Quality Assurance Lead
The University of Pennsylvania, the largest private employer in Philadelphia, is a world-renowned leader in education, research, and innovation. This historic, Ivy League school consistently ranks among the top 10 universities in the annual U.S. News & World Report survey. Penn has 12 highly-regarded schools that provide opportunities for undergraduate, graduate and continuing education, all influenced by Penn’s distinctive interdisciplinary approach to scholarship and learning.
Penn offers a unique working environment within the city of Philadelphia. The University is situated on a beautiful urban campus, with easy access to a range of educational, cultural, and recreational activities. With its historical significance and landmarks, lively cultural offerings, and wide variety of atmospheres, Philadelphia is the perfect place to call home for work and play.

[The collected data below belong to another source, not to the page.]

//! execs - concurrent fire/kill executor and rate-limited timed loops
//!
//! Two primitives live here:
//!
//! - [`Executor`] decouples producing work items from running an async
//!   `action` on each of them and then an async `handle` on each result.
//!   Both stages fan out one tokio task per item. [`Executor::kill`] closes
//!   intake and drains both stages before returning.
//! - [`repeat`] and [`timed_loop`] drive a callback at a fixed period for a
//!   bounded wall-clock duration, with cooperative cancellation at tick
//!   boundaries.
//!
//! # Modules
//!
//! - [`executor`] - fire/kill pipeline and its configuration
//! - [`wait_group`] - atomic join counter used by the drain
//! - [`repeat`] - fixed-period loop with invocation counter
//! - [`timed_loop`] - wall-clock bound plus rendezvous cancellation
//! - [`error`] - error types

pub mod error;
pub mod executor;
pub mod repeat;
pub mod timed_loop;
pub mod wait_group;

pub use error::{ExecutorError, RepeatError};
pub use executor::{DrainReport, Executor, ExecutorConfig, ExecutorState, Intake};
pub use repeat::{Repeat, repeat};
pub use timed_loop::{CancelAck, CancelSignal, Canceller, cancel_channel, timed_loop};
pub use wait_group::{WaitGroup, WaitGuard};
//! Runner - drive a resolved plan through executors and timed loops
//!
//! Each burst id gets one executor, created the first time a step uses it
//! and shared by every later step with the same burst. Steps run one after
//! another; within a step, a [`repeat`] loop fires the step's request at
//! the burst's rate until [`timed_loop`] cancels it. Executors are only
//! killed once every step has run, so requests still in flight from an
//! earlier step keep going while the next step fires.

use std::collections::BTreeMap;
use std::collections::btree_map::Entry;
use std::sync::Arc;
use std::time::{Duration, Instant};

use eyre::{Context, Result};
use execs::{DrainReport, Executor, ExecutorConfig, Intake, repeat, timed_loop};
use tracing::{debug, info, warn};

use crate::aggregator::{Aggregator, Record};
use crate::client::HttpClient;
use crate::config::{RequestTemplate, Settings};
use crate::plan::{Burst, Plan, StepAction};
use crate::progress::Progress;
use crate::summary::Summary;

/// One unit of work fired into an executor
#[derive(Debug, Clone)]
pub struct Job {
    pub label: Arc<str>,
    pub request_id: Arc<str>,
    pub burst_id: Arc<str>,
    pub request: Arc<RequestTemplate>,
}

/// Knobs that come from the command line rather than the config
#[derive(Debug, Clone, Default)]
pub struct RunOptions {
    /// Overrides `settings.max-in-flight` when set
    pub max_in_flight: Option<usize>,
    /// Draw a progress bar per step
    pub progress: bool,
}

/// How one step went
#[derive(Debug, Clone, PartialEq, Eq)]
pub struct StepRun {
    pub label: String,
    pub step: String,
    pub fires: u64,
    pub expected: u64,
}

/// Everything a finished run produced
#[derive(Debug, Clone, Default)]
pub struct RunReport {
    /// Every collected result, in arrival order
    pub records: Vec<Record>,
    /// Drain report per burst id
    pub drains: BTreeMap<String, DrainReport>,
    /// Steps that ran, in order
    pub steps: Vec<StepRun>,
    /// Raw text of skipped steps, in plan order
    pub skipped: Vec<String>,
    pub elapsed: Duration,
}

impl RunReport {
    pub fn summary(&self) -> Summary {
        Summary::from_records(&self.records).with_skipped(self.skipped.clone())
    }

    /// Total fires over all steps
    pub fn fires(&self) -> u64 {
        self.steps.iter().map(|s| s.fires).sum()
    }
}

type StepExecutor = Executor<Job, Record>;

pub struct Runner {
    plan: Plan,
    settings: Settings,
    options: RunOptions,
    client: HttpClient,
    progress: Progress,
}

impl Runner {
    pub fn new(plan: Plan, settings: Settings, options: RunOptions) -> Result<Self> {
        debug!(?options, "Runner::new: called");
        let client = HttpClient::new(&settings)?;
        let progress = Progress::new(options.progress);
        Ok(Self {
            plan,
            settings,
            options,
            client,
            progress,
        })
    }

    pub fn plan(&self) -> &Plan {
        &self.plan
    }

    /// Run every step in order, then drain every executor
    pub async fn run(&self) -> Result<RunReport> {
        info!(
            runs = self.plan.runs.len(),
            active_steps = self.plan.active_steps(),
            expected_fires = self.plan.expected_fires(),
            "Runner::run: starting"
        );
        let started = Instant::now();
        let aggregator = Aggregator::spawn();
        let mut executors: BTreeMap<String, Arc<StepExecutor>> = BTreeMap::new();
        let mut report = RunReport::default();

        for run in &self.plan.runs {
            info!(label = %run.label, execution = %run.execution_id, "Runner::run: execution started");
            for step in &run.steps {
                let (request, burst) = match &step.action {
                    StepAction::Skip => {
                        info!(label = %run.label, step = %step.step.raw, "Runner::run: step skipped");
                        report.skipped.push(step.step.raw.clone());
                        continue;
                    }
                    StepAction::Fire { request, burst } => (request, *burst),
                };

                let executor = match executors.entry(step.step.burst_id.clone()) {
                    Entry::Occupied(entry) => Arc::clone(entry.get()),
                    Entry::Vacant(entry) => {
                        debug!(burst_id = %step.step.burst_id, "Runner::run: creating executor");
                        Arc::clone(entry.insert(Arc::new(self.executor(&aggregator)?)))
                    }
                };

                let job = Job {
                    label: Arc::from(run.label.as_str()),
                    request_id: Arc::from(step.step.request_id.as_str()),
                    burst_id: Arc::from(step.step.burst_id.as_str()),
                    request: Arc::clone(request),
                };
                let fires = self.run_step(executor, job, burst).await?;
                info!(label = %run.label, step = %step.step.raw, fires, "Runner::run: step finished");
                report.steps.push(StepRun {
                    label: run.label.clone(),
                    step: step.step.raw.clone(),
                    fires,
                    expected: burst.expected_fires(),
                });
            }
        }

        for (burst_id, executor) in &executors {
            let drain = executor.kill().await;
            if !drain.is_clean() {
                warn!(%burst_id, ?drain, "Runner::run: executor did not drain cleanly");
            }
            report.drains.insert(burst_id.clone(), drain);
        }

        report.records = aggregator.finish().await.context("Failed to collect results")?;
        report.elapsed = started.elapsed();
        info!(
            records = report.records.len(),
            fires = report.fires(),
            elapsed = ?report.elapsed,
            "Runner::run: finished"
        );
        Ok(report)
    }

    fn executor(&self, aggregator: &Aggregator) -> Result<StepExecutor> {
        let config = ExecutorConfig {
            intake: Intake::Rendezvous,
            max_in_flight: self.options.max_in_flight.or(self.settings.max_in_flight),
            result_buffer: self.settings.result_buffer,
        };
        let client = self.client.clone();
        let aggregator = aggregator.clone();

        Executor::with_config(
            config,
            move |job: Job| {
                let client = client.clone();
                async move {
                    let outcome = client.execute(&job.request).await;
                    Record {
                        label: job.label.to_string(),
                        request_id: job.request_id.to_string(),
                        burst_id: job.burst_id.to_string(),
                        outcome,
                    }
                }
            },
            move |record: Record| {
                let aggregator = aggregator.clone();
                async move {
                    if let Err(e) = aggregator.record(record).await {
                        warn!(error = %e, "Runner: result dropped");
                    }
                }
            },
        )
        .context("Failed to create executor")
    }

    /// Fire `job` at the burst's rate for the burst's duration
    async fn run_step(&self, executor: Arc<StepExecutor>, job: Job, burst: Burst) -> Result<u64> {
        debug!(request_id = %job.request_id, burst_id = %job.burst_id, ?burst, "Runner::run_step: called");
        let pb = self.progress.step_bar(
            burst.expected_fires(),
            format!("{} {}/{}", job.label, job.request_id, job.burst_id),
        );

        let bar = pb.clone();
        let looped = repeat(
            move |tick| {
                let executor = Arc::clone(&executor);
                let job = job.clone();
                let bar = bar.clone();
                async move {
                    match executor.fire(job).await {
                        Ok(()) => bar.inc(1),
                        Err(e) => warn!(tick, error = %e, "Runner::run_step: fire rejected"),
                    }
                }
            },
            burst.interval(),
        )
        .context("Invalid burst rate")?;

        let handle = timed_loop(move |cancel| looped.run(cancel), burst.duration).await;
        let fires = handle.await.context("Step loop task failed")?;
        pb.finish_and_clear();
        Ok(fires)
    }
}

#[cfg(test)]
mod tests {
    use super::*;
    use crate::config::ConfigFile;

    fn runner(json: &str, options: RunOptions) -> Runner {
        let config = ConfigFile::from_json(json).unwrap();
        let plan = Plan::resolve(&config).unwrap();
        Runner::new(plan, config.settings, options).unwrap()
    }

    async fn closed_port_url() -> String {
        let listener = tokio::net::TcpListener::bind("127.0.0.1:0").await.unwrap();
        let addr = listener.local_addr().unwrap();
        drop(listener);
        format!("http://{addr}/")
    }

    #[tokio::test]
    async fn test_empty_plan() {
        let report = runner(r#"{"steps": []}"#, RunOptions::default()).run().await.unwrap();
        assert!(report.records.is_empty());
        assert!(report.drains.is_empty());
        assert_eq!(report.summary().total, 0);
    }

    #[tokio::test]
    async fn test_skipped_steps_are_reported() {
        let report = runner(
            r##"{
                "req_burst": {},
                "executions": {"one": ["#a/b", "~c/d"]},
                "steps": ["l", "one"]
            }"##,
            RunOptions::default(),
        )
        .run()
        .await
        .unwrap();
        assert_eq!(report.skipped, vec!["#a/b", "~c/d"]);
        assert!(report.steps.is_empty());
        assert!(report.records.is_empty());
    }

    #[tokio::test]
    async fn test_failures_are_collected_as_errors() {
        let url = closed_port_url().await;
        let json = format!(
            r##"{{
                "reqs": {{"down": {{"url": "{url}"}}}},
                "executions": {{"fast": {{"rps": 20, "duration": 1}}}},
                "steps": ["down/fast"]
            }}"##
        );
        let report = runner(&json, RunOptions::default()).run().await.unwrap();

        let fires = report.fires();
        assert!(fires.abs_diff(20) <= 2, "expected ~20 fires, got {fires}");
        assert_eq!(report.records.len() as u64, fires);
        let drain = &report.drains["fast"];
        assert!(drain.is_clean());
        assert_eq!(drain.fired, fires);

        let summary = report.summary();
        assert_eq!(summary.errors, fires);
        assert!(summary.statuses.is_empty());
    }

    #[tokio::test]
    async fn test_executor_shared_per_burst() {
        let url = closed_port_url().await;
        let json = format!(
            r##"{{
                "reqs": {{"a": {{"url": "{url}a"}}, "b": {{"url": "{url}b"}}}},
                "req_burst": {{"quick": {{"rps": 10, "duration": 1}}}},
                "executions": {{"both": ["a/quick", "b/quick"]}},
                "steps": ["first", "both"]
            }}"##
        );
        let report = runner(
            &json,
            RunOptions {
                max_in_flight: Some(2),
                progress: false,
            },
        )
        .run()
        .await
        .unwrap();

        assert_eq!(report.steps.len(), 2);
        assert_eq!(report.drains.len(), 1);
        assert_eq!(report.drains["quick"].fired, report.fires());
        let summary = report.summary();
        assert_eq!(summary.steps.len(), 2);
    }
}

The University offers a competitive benefits package that includes excellent healthcare and tuition benefits for employees and their families, generous retirement benefits, a wide variety of professional development opportunities, supportive work and family benefits, a wealth of health and wellness programs and resources, and much more.
Job Profile Title
Research Coordinator Senior
Job Description Summary
The Quality Assurance Lead is critical in supporting the CVPF Quality Management System (QMS). The QA Lead is responsible for supporting the CVPF by providing current Good Manufacturing Practice (cGMP) expertise and oversight to the entire facility. This role covers all of the CVPF Functional Areas (Facilities, Quality Control Testing, Operations, Manufacturing, Environmental Monitoring, Media Prep, and Document Control) with the goal of ensuring that all final clinical products released by CVPF are of the highest quality and compliance. The CVPF is accredited by the Foundation for the Accreditation of Cellular Therapies (FACT) which includes an on-site inspection every 3 years and annual renewal applications every year. The QA Lead will directly report to the CVPF QA Manager.
Specific Responsibilities are listed below:
- Author, review, and approve controlled documents (SOPs, processing forms, work instructions, batch records, etc.)

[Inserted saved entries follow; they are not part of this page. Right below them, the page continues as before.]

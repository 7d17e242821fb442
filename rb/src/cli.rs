//! CLI command definitions and subcommands

use clap::{Parser, Subcommand};
use std::path::PathBuf;
use tracing::debug;

/// reqburst - rate-limited HTTP request bursts
#[derive(Parser)]
#[command(
    name = "rb",
    about = "Fire configured HTTP requests at fixed rates and summarize the responses",
    version = env!("CARGO_PKG_VERSION"),
)]
pub struct Cli {
    /// Path to config file
    #[arg(short, long, global = true, help = "Path to config file")]
    pub config: Option<PathBuf>,

    /// Log level (TRACE, DEBUG, INFO, WARN, ERROR)
    #[arg(
        short = 'l',
        long = "log-level",
        global = true,
        help = "Log level (TRACE, DEBUG, INFO, WARN, ERROR)"
    )]
    pub log_level: Option<String>,

    /// Subcommand to execute; `run` when omitted
    #[command(subcommand)]
    pub command: Option<Command>,
}

/// CLI subcommands
#[derive(Debug, Subcommand)]
pub enum Command {
    /// Run every configured step and print a summary
    Run {
        /// Output format
        #[arg(short, long, default_value = "text")]
        format: OutputFormat,

        /// Cap on in-flight requests per burst (overrides settings)
        #[arg(short, long)]
        max_in_flight: Option<usize>,

        /// Don't draw progress bars
        #[arg(long)]
        no_progress: bool,
    },

    /// Load and resolve the config, print the plan, send nothing
    Check,
}

impl Default for Command {
    fn default() -> Self {
        Self::Run {
            format: OutputFormat::default(),
            max_in_flight: None,
            no_progress: false,
        }
    }
}

/// Get the log file path
pub fn get_log_path() -> PathBuf {
    debug!("get_log_path: called");
    let path = get_log_dir().join("reqburst.log");
    debug!(?path, "get_log_path: returning path");
    path
}

/// Directory holding the log file
pub fn get_log_dir() -> PathBuf {
    dirs::data_local_dir()
        .unwrap_or_else(|| PathBuf::from("."))
        .join("reqburst")
        .join("logs")
}

/// Output format for the run summary
#[derive(Clone, Copy, Debug, Default, PartialEq, Eq)]
pub enum OutputFormat {
    #[default]
    Text,
    Json,
    Table,
}

impl std::str::FromStr for OutputFormat {
    type Err = String;

    fn from_str(s: &str) -> Result<Self, Self::Err> {
        debug!(%s, "OutputFormat::from_str: called");
        match s.to_lowercase().as_str() {
            "text" | "plain" => Ok(Self::Text),
            "json" => Ok(Self::Json),
            "table" => Ok(Self::Table),
            _ => {
                debug!(%s, "OutputFormat::from_str: unknown format");
                Err(format!("Unknown format: {}. Use: text, json, or table", s))
            }
        }
    }
}

impl std::fmt::Display for OutputFormat {
    fn fmt(&self, f: &mut std::fmt::Formatter<'_>) -> std::fmt::Result {
        match self {
            Self::Text => write!(f, "text"),
            Self::Json => write!(f, "json"),
            Self::Table => write!(f, "table"),
        }
    }
}

#[cfg(test)]
mod tests {
    use super::*;

    #[test]
    fn test_cli_parse_no_command() {
        let cli = Cli::parse_from(["rb"]);
        assert!(cli.command.is_none());
    }

    #[test]
    fn test_cli_parse_run_defaults() {
        let cli = Cli::parse_from(["rb", "run"]);
        if let Some(Command::Run {
            format,
            max_in_flight,
            no_progress,
        }) = cli.command
        {
            assert_eq!(format, OutputFormat::Text);
            assert!(max_in_flight.is_none());
            assert!(!no_progress);
        } else {
            panic!("Expected Run command");
        }
    }

    #[test]
    fn test_cli_parse_run_flags() {
        let cli = Cli::parse_from(["rb", "run", "--format", "json", "--max-in-flight", "8", "--no-progress"]);
        if let Some(Command::Run {
            format,
            max_in_flight,
            no_progress,
        }) = cli.command
        {
            assert_eq!(format, OutputFormat::Json);
            assert_eq!(max_in_flight, Some(8));
            assert!(no_progress);
        } else {
            panic!("Expected Run command");
        }
    }

    #[test]
    fn test_cli_parse_check() {
        let cli = Cli::parse_from(["rb", "check"]);
        assert!(matches!(cli.command, Some(Command::Check)));
    }

    #[test]
    fn test_cli_with_config_and_log_level() {
        let cli = Cli::parse_from(["rb", "check", "-c", "/path/to/config.json", "-l", "debug"]);
        assert_eq!(cli.config, Some(PathBuf::from("/path/to/config.json")));
        assert_eq!(cli.log_level.as_deref(), Some("debug"));
    }

    #[test]
    fn test_default_command_is_run() {
        assert!(matches!(Command::default(), Command::Run { no_progress: false, .. }));
    }

    #[test]
    fn test_output_format_from_str() {
        assert!(matches!("text".parse::<OutputFormat>(), Ok(OutputFormat::Text)));
        assert!(matches!("JSON".parse::<OutputFormat>(), Ok(OutputFormat::Json)));
        assert!(matches!("table".parse::<OutputFormat>(), Ok(OutputFormat::Table)));
        assert!("invalid".parse::<OutputFormat>().is_err());
    }

    #[test]
    fn test_log_path() {
        let path = get_log_path();
        assert!(path.ends_with("reqburst/logs/reqburst.log"));
    }
}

- Conduct internal audits of CVPF activities against current SOPs and regulatory standards. Document observations as major/minor and recommend areas for improvement.

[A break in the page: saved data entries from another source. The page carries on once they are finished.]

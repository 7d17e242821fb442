//! reqburst configuration types and loading
//!
//! The config is a single JSON document read once at startup. Two shapes are
//! accepted; see [`ConfigFile::shape`].

use eyre::{Context, Result};
use serde::{Deserialize, Serialize};
use std::collections::BTreeMap;
use std::fs;
use std::path::{Path, PathBuf};
use std::time::Duration;

/// Default config file name, looked up in the working directory
pub const CONFIG_FILENAME: &str = "config.json";

/// The whole JSON config document
#[derive(Debug, Clone, Default, Serialize, Deserialize)]
pub struct ConfigFile {
    /// Request templates by request id
    #[serde(default)]
    pub reqs: BTreeMap<String, RequestTemplate>,

    /// Burst definitions by burst id (full shape only)
    #[serde(default)]
    pub req_burst: Option<BTreeMap<String, BurstSpec>>,

    /// Full shape: execution id -> step list.
    /// Simple shape: burst id -> burst definition.
    #[serde(default)]
    pub executions: BTreeMap<String, ExecutionEntry>,

    /// Full shape: alternating label, execution id.
    /// Simple shape: "request-id/burst-id" entries.
    #[serde(default)]
    pub steps: Vec<String>,

    /// Runtime settings
    #[serde(default)]
    pub settings: Settings,
}

/// Which of the two layouts a config uses
#[derive(Debug, Clone, Copy, PartialEq, Eq)]
pub enum ConfigShape {
    /// `reqs` + `req_burst` + `executions` (step lists) + labelled `steps`
    Full,
    /// `reqs` + `executions` (bursts) + `"req/burst"` steps
    Simple,
}

/// One value of the `executions` map
#[derive(Debug, Clone, Serialize, Deserialize)]
#[serde(untagged)]
pub enum ExecutionEntry {
    /// Ordered `"request-id/burst-id"` steps
    Steps(Vec<String>),
    /// A burst definition (simple shape)
    Burst(BurstSpec),
}

/// Declarative HTTP request
#[derive(Debug, Clone, Default, PartialEq, Serialize, Deserialize)]
pub struct RequestTemplate {
    pub url: String,

    /// HTTP method; empty means GET
    #[serde(default)]
    pub method: String,

    /// Header name -> values, each value sent as its own header line
    #[serde(default)]
    pub headers: BTreeMap<String, Vec<String>>,

    /// Request body, sent as its JSON text
    #[serde(default)]
    pub body: Option<serde_json::Value>,
}

impl RequestTemplate {
    /// Body bytes, if the template has a non-null body
    pub fn body_bytes(&self) -> Option<Vec<u8>> {
        match &self.body {
            None | Some(serde_json::Value::Null) => None,
            Some(value) => serde_json::to_vec(value).ok(),
        }
    }
}

/// Raw burst definition: a rate (per minute or per second) and a duration
#[derive(Debug, Clone, Default, PartialEq, Eq, Serialize, Deserialize)]
pub struct BurstSpec {
    /// Requests per minute
    #[serde(default, skip_serializing_if = "Option::is_none")]
    pub rpm: Option<u32>,

    /// Requests per second
    #[serde(default, skip_serializing_if = "Option::is_none")]
    pub rps: Option<u32>,

    /// Duration in seconds
    pub duration: u64,
}

/// Runtime settings (`settings` object in the config)
#[derive(Debug, Clone, PartialEq, Eq, Serialize, Deserialize)]
#[serde(default)]
pub struct Settings {
    /// Log level (TRACE, DEBUG, INFO, WARN, ERROR)
    #[serde(rename = "log-level")]
    pub log_level: Option<String>,

    /// Per-request timeout in milliseconds
    #[serde(rename = "timeout-ms")]
    pub timeout_ms: u64,

    /// Cap on in-flight requests per burst; unbounded when absent
    #[serde(rename = "max-in-flight")]
    pub max_in_flight: Option<usize>,

    /// User-Agent header sent with every request
    #[serde(rename = "user-agent")]
    pub user_agent: String,

    /// Capacity of each executor's result queue
    #[serde(rename = "result-buffer")]
    pub result_buffer: usize,
}

impl Default for Settings {
    fn default() -> Self {
        Self {
            log_level: None,
            timeout_ms: 30_000,
            max_in_flight: None,
            user_agent: format!("reqburst/{}", env!("CARGO_PKG_VERSION")),
            result_buffer: execs::executor::DEFAULT_RESULT_BUFFER,
        }
    }
}

impl Settings {
    /// Per-request timeout as a Duration
    pub fn timeout(&self) -> Duration {
        Duration::from_millis(self.timeout_ms)
    }
}

impl ConfigFile {
    /// Detect the layout
    ///
    /// A config with `req_burst`, or with any execution given as a step list,
    /// is the full shape. Everything else is the simple shape.
    pub fn shape(&self) -> ConfigShape {
        let has_step_lists = self
            .executions
            .values()
            .any(|entry| matches!(entry, ExecutionEntry::Steps(_)));
        if self.req_burst.is_some() || has_step_lists {
            ConfigShape::Full
        } else {
            ConfigShape::Simple
        }
    }

    /// Load configuration with fallback chain
    ///
    /// Explicit path, then `./config.json`, then
    /// `<config dir>/reqburst/config.json`. There is no built-in default
    /// plan, so finding nothing is an error.
    pub fn load(config_path: Option<&PathBuf>) -> Result<(Self, PathBuf)> {
        if let Some(path) = config_path {
            let config =
                Self::load_from_file(path).context(format!("Failed to load config from {}", path.display()))?;
            return Ok((config, path.clone()));
        }

        let candidates = Self::default_paths();
        for candidate in &candidates {
            if candidate.exists() {
                let config = Self::load_from_file(candidate)
                    .context(format!("Failed to load config from {}", candidate.display()))?;
                return Ok((config, candidate.clone()));
            }
        }

        let searched: Vec<String> = candidates.iter().map(|p| p.display().to_string()).collect();
        Err(eyre::eyre!("No config file found (searched: {})", searched.join(", ")))
    }

    /// Read just the log level, ignoring every error
    ///
    /// Used before logging is set up, so failures here stay silent and
    /// surface later from the full load.
    pub fn load_log_level(config_path: Option<&PathBuf>) -> Option<String> {
        let path = match config_path {
            Some(path) => path.clone(),
            None => Self::default_paths().into_iter().find(|p| p.exists())?,
        };
        let content = fs::read_to_string(path).ok()?;
        let value: serde_json::Value = serde_json::from_str(&content).ok()?;
        value
            .get("settings")?
            .get("log-level")?
            .as_str()
            .map(|s| s.to_string())
    }

    pub fn load_from_file<P: AsRef<Path>>(path: P) -> Result<Self> {
        let content = fs::read_to_string(&path).context("Failed to read config file")?;
        let config = Self::from_json(&content)?;
        tracing::info!("Loaded config from: {}", path.as_ref().display());
        Ok(config)
    }

    pub fn from_json(content: &str) -> Result<Self> {
        serde_json::from_str(content).context("Failed to parse config file")
    }

    fn default_paths() -> Vec<PathBuf> {
        let mut paths = vec![PathBuf::from(CONFIG_FILENAME)];
        if let Some(config_dir) = dirs::config_dir() {
            paths.push(config_dir.join("reqburst").join(CONFIG_FILENAME));
        }
        paths
    }
}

- Compile monthly, quarterly, and annual metrics for the periodic QMS reports.
- Manage the deviation investigation system. Ensure deviations are adequately investigated and closed within 30 calendar days. Assist investigators with root cause analysis and documentation of immediate and long-term corrective actions (CAPAs).
- Qualify new and existing vendors.
- Perform retrospective analysis of products, deviations, CAPAs, and other QMS metrics to identify trends.
- Lead continuous improvement projects resulting from audits, or if directly assigned by the QA Manager.
- Attend cross-functional team meetings to provide quality updates and communication.
- Review other quality documents such as validation plans, change controls, equipment IOPQs, and scientific reports as needed.
- Prep facility for inspections/audits by external parties and regulatory bodies. Participate in audit as instructed by the QA Manager.
- Train staff on quality procedures and perform annual cGMP training for all staff.
- Maintain tracking systems and manage databases for all aspects of the QMS.
- Assisting the CMC & Regulatory group as needed to help with raw material inspection, apheresis receipt, and finished product release.
- Other tasks as needed by the QA Manager.
- BS/BA in a biomedical science, biotechnology, engineering, or a related technical field and 3 to 5 years of experience or an equivalent combination of education and experience required.
- 1-3 years of experience in a GLP research lab or equivalent.
- Strong knowledge of cell and gene therapy principles and technologies
- Highly skilled with Microsoft Excel and Access
- Master’s degree in biomedical science, biotechnology, engineering or a related technical field.
- 3-5 years of experience in GMP manufacturing facility with 1-3 years of experience specifically in Quality Assurance.
- Previous experience with Phase I IND clinical trials.
- Working knowledge of FACT Common Standards for Cellular Therapy, 21 CFR 210 & 211, and ICH guidelines
- Previous experience as a technician in a cell and gene therapy lab.
This position is contingent upon funding.
Job Location - City, State
Department / School
Perelman School of Medicine
$42,953.00 - $77,315.00
Affirmative Action Statement
Penn adheres to a policy that prohibits discrimination on the basis of race, color, sex, sexual orientation, gender identity, religion, creed, national or ethnic origin, citizenship status, age, disability, veteran status, or any other legally protected class.
Background check required after a conditional job offer is made. Consideration of the background check will be tailored to the requirements of the job.